▶ EXERCISE INSTRUCTIONS
Starting at the first line of the data below, retype every line up to and including the one containing "let mut b = ElfBuilder::new();".

=-=-=

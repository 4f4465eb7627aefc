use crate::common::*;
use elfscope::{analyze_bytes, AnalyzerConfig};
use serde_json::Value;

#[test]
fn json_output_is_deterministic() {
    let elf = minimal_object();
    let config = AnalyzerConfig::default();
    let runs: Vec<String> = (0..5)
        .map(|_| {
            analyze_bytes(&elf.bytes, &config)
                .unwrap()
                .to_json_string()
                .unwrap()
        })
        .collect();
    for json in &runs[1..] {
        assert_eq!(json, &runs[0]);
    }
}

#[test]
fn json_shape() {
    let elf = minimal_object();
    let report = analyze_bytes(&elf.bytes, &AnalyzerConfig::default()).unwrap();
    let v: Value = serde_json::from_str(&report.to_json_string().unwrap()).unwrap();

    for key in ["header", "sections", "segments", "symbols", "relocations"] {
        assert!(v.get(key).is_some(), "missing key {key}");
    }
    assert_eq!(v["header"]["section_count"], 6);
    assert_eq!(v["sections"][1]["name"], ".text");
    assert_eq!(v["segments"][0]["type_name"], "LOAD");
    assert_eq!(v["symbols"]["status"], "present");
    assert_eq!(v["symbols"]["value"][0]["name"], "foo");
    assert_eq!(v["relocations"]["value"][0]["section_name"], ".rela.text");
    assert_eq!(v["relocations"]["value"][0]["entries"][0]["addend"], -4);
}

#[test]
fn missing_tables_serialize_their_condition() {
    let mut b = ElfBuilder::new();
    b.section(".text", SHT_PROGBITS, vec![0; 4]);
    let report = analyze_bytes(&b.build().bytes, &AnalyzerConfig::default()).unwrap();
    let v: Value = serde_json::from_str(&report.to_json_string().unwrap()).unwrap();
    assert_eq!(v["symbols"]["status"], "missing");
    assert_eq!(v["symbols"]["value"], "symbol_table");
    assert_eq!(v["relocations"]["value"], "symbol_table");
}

=-=-=

▶ RESULT OF THE EXERCISE
repository 4f4465eb7627aefc
use crate::common::*;
use elfscope::{analyze_bytes, AnalyzerConfig};
use serde_json::Value;

#[test]
fn json_output_is_deterministic() {
    let elf = minimal_object();
    let config = AnalyzerConfig::default();
    let runs: Vec<String> = (0..5)
        .map(|_| {
            analyze_bytes(&elf.bytes, &config)
                .unwrap()
                .to_json_string()
                .unwrap()
        })
        .collect();
    for json in &runs[1..] {
        assert_eq!(json, &runs[0]);
    }
}

#[test]
fn json_shape() {
    let elf = minimal_object();
    let report = analyze_bytes(&elf.bytes, &AnalyzerConfig::default()).unwrap();
    let v: Value = serde_json::from_str(&report.to_json_string().unwrap()).unwrap();

    for key in ["header", "sections", "segments", "symbols", "relocations"] {
        assert!(v.get(key).is_some(), "missing key {key}");
    }
    assert_eq!(v["header"]["section_count"], 6);
    assert_eq!(v["sections"][1]["name"], ".text");
    assert_eq!(v["segments"][0]["type_name"], "LOAD");
    assert_eq!(v["symbols"]["status"], "present");
    assert_eq!(v["symbols"]["value"][0]["name"], "foo");
    assert_eq!(v["relocations"]["value"][0]["section_name"], ".rela.text");
    assert_eq!(v["relocations"]["value"][0]["entries"][0]["addend"], -4);
}

#[test]
fn missing_tables_serialize_their_condition() {
    let mut b = ElfBuilder::new();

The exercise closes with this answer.